The clutch is mounted in a bell-shaped housing having its wide end fastened to the engine casing and its other end fastened to the gearbox cover. An input shaft to the gear-box extends therefrom into the bell-housing. This shaft is splined to the driven plate and is surrounded by a release bearing which connects with clutch disengaging levers acting on the spring means. When the clutch is of the pulltype the release bearing is moved towards the gear-box to pull the disengaging levers outwardly of the clutch and thereby relieve the spring pressure and thus release the driven plate from the clamping load.The release bearing is moved towards the gear-box by the pivoting in one sense of a release fork or lever, in the bell-housing, about a pivot on the bell-housing; the release lever being in operative engagement with a flange or other projection means on the release bearing on the side of the projection means facing towards the engine and therefore remote from the gearbox.

Thus when one wishes to separate the bellhousing from the engine, the release fork or lever immediately catches on the release bearing held by the clutch and either prevents the desired separation or unduly restricts it.

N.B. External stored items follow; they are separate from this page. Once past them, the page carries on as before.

//! Query subscriptions.
//!
//! A [`Subscription`] is the consumer end of a cached query: a stream of
//! [`QueryResult`]s that starts with whatever the Local Store holds and
//! follows every revalidation, invalidation and watchdog fire after that.
//!
//! # Example
//!
//! ```ignore
//! let def = QueryDef::new("recent_sessions", "workout_sessions")
//!     .with_filter(Filter::new().eq("user_id", user))
//!     .order_by(OrderBy::desc("started_at"))
//!     .limit(20);
//! let mut sub = cache.subscribe_table::<Session>(def)?;
//!
//! // Cached rows, available immediately
//! let first = sub.try_recv();
//!
//! // In the event loop
//! while let Some(result) = sub.recv().await {
//!     render(&result.records, result.is_stale);
//! }
//! ```

use futures::Stream;
use serde::de::DeserializeOwned;
use serde_json::Value;
use std::pin::Pin;
use std::task::{Context, Poll};
use std::time::Duration;
use tokio::sync::mpsc;
use tokio::time::Instant;
use tracing::warn;

use crate::cache::QueryResult;

/// Per-subscription policies.
#[derive(Debug, Clone, Copy, PartialEq, Eq)]
pub struct QueryOptions {
  /// Cached data younger than this is served without revalidating.
  /// Zero means always revalidate on subscribe.
  pub stale_after: Duration,
  /// Bound on how long a subscriber waits for revalidation before the cached
  /// (possibly empty) rows are force-emitted
  pub timeout: Duration,
}

impl Default for QueryOptions {
  fn default() -> Self {
    Self {
      stale_after: Duration::ZERO,
      timeout: Duration::from_millis(15_000),
    }
  }
}

impl QueryOptions {
  pub fn with_stale_after(mut self, stale_after: Duration) -> Self {
    self.stale_after = stale_after;
    self
  }

  pub fn with_timeout(mut self, timeout: Duration) -> Self {
    self.timeout = timeout;
    self
  }
}

/// Deadline for one in-flight subscribe-time revalidation.
#[derive(Debug, Clone, Copy, PartialEq, Eq)]
pub struct LoadingWatchdog {
  pub started_at: Instant,
  pub timeout: Duration,
}

impl LoadingWatchdog {
  pub fn start(timeout: Duration) -> Self {
    Self {
      started_at: Instant::now(),
      timeout,
    }
  }

  pub fn deadline(&self) -> Instant {
    self.started_at + self.timeout
  }

  pub fn expired(&self) -> bool {
    Instant::now() >= self.deadline()
  }
}

/// Receiving half handed to the cache layer, type-erased over `T`.
pub(crate) trait Listener: Send + Sync {
  /// Deliver a result. Returns false once the subscriber is gone.
  fn deliver(&self, result: &QueryResult<Value>) -> bool;

  fn is_closed(&self) -> bool;
}

pub(crate) struct TypedListener<T> {
  tx: mpsc::UnboundedSender<QueryResult<T>>,
}

impl<T> Listener for TypedListener<T>
where
  T: DeserializeOwned + Send + 'static,
{
  fn deliver(&self, result: &QueryResult<Value>) -> bool {
    self.tx.send(decode_result(result)).is_ok()
  }

  fn is_closed(&self) -> bool {
    self.tx.is_closed()
  }
}

/// Decode every record payload, dropping (and logging) those that do not fit
/// `T`.
fn decode_result<T: DeserializeOwned>(result: &QueryResult<Value>) -> QueryResult<T> {
  let records = result
    .records
    .iter()
    .cloned()
    .filter_map(|record| {
      let (table, id) = (record.table.clone(), record.id.clone());
      match record.decode() {
        Ok(decoded) => Some(decoded),
        Err(e) => {
          warn!(table = %table, id = %id, error = %e, "cached record does not match subscriber type");
          None
        }
      }
    })
    .collect();

  QueryResult {
    records,
    last_revalidated_at: result.last_revalidated_at,
    is_stale: result.is_stale,
    error: result.error.clone(),
    forced: result.forced,
  }
}

/// A live query. Dropping it unsubscribes; an in-flight fetch is not
/// cancelled.
pub struct Subscription<T> {
  key: String,
  rx: mpsc::UnboundedReceiver<QueryResult<T>>,
}

impl<T> Subscription<T>
where
  T: DeserializeOwned + Send + 'static,
{
  pub(crate) fn channel(key: &str) -> (Self, TypedListener<T>) {
    let (tx, rx) = mpsc::unbounded_channel();
    (
      Self {
        key: key.to_string(),
        rx,
      },
      TypedListener { tx },
    )
  }
}

impl<T> Subscription<T> {
  pub fn key(&self) -> &str {
    &self.key
  }

  /// Wait for the next result.
  pub async fn recv(&mut self) -> Option<QueryResult<T>> {
    self.rx.recv().await
  }

  /// Take the next result if one is already queued.
  pub fn try_recv(&mut self) -> Option<QueryResult<T>> {
    self.rx.try_recv().ok()
  }

  /// Skip to the most recent queued result.
  pub fn latest(&mut self) -> Option<QueryResult<T>> {
    let mut latest = None;
    while let Ok(result) = self.rx.try_recv() {
      latest = Some(result);
    }
    latest
  }

  /// Stop receiving results.
  pub fn unsubscribe(mut self) {
    self.rx.close();
  }
}

impl<T> Stream for Subscription<T> {
  type Item = QueryResult<T>;

  fn poll_next(mut self: Pin<&mut Self>, cx: &mut Context<'_>) -> Poll<Option<Self::Item>> {
    self.rx.poll_recv(cx)
  }
}

impl<T> std::fmt::Debug for Subscription<T> {
  fn fmt(&self, f: &mut std::fmt::Formatter<'_>) -> std::fmt::Result {
    f.debug_struct("Subscription")
      .field("key", &self.key)
      .finish_non_exhaustive()
  }
}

In German ops2935079 Al the release lever or fork is provided with resilient means biasing the lever or fork into the operative engagement position. The release lever or fork is deformable by a telescoping action (or a pivotal expansion) against the resilient biasing to allow the lever or fork to clear the release bearing and so permit the bell-housing to be moved well away from the engine.

An object of the invention is to provide a combination of the type referred to in which the arrangement of a release lever may be of simple construction allowing ready displacement of the lever from its operative engagement position with a clutch release bearing so that the bearing does not obstruct the lever along an axial direction of the clutch away from the latter and the engine.

According to a first aspect of the invention there is provided a combination of the type referred to further comprising a release lever mounted to pivot relative to fulcrum means disposed in a slot in the lever, release bearing means acting on the clutch to cause release of the clutch when the release bearing means is moved in a first direction by a pivoting movement in a first sense of the release lever in operative engagement with the release bearing means, and the arrangement being such that the release lever is movable out of said operative engagement by moving the lever so as to translate the slot relative to the fulcrum means along a longitudinal direction of at least a portion of the slot.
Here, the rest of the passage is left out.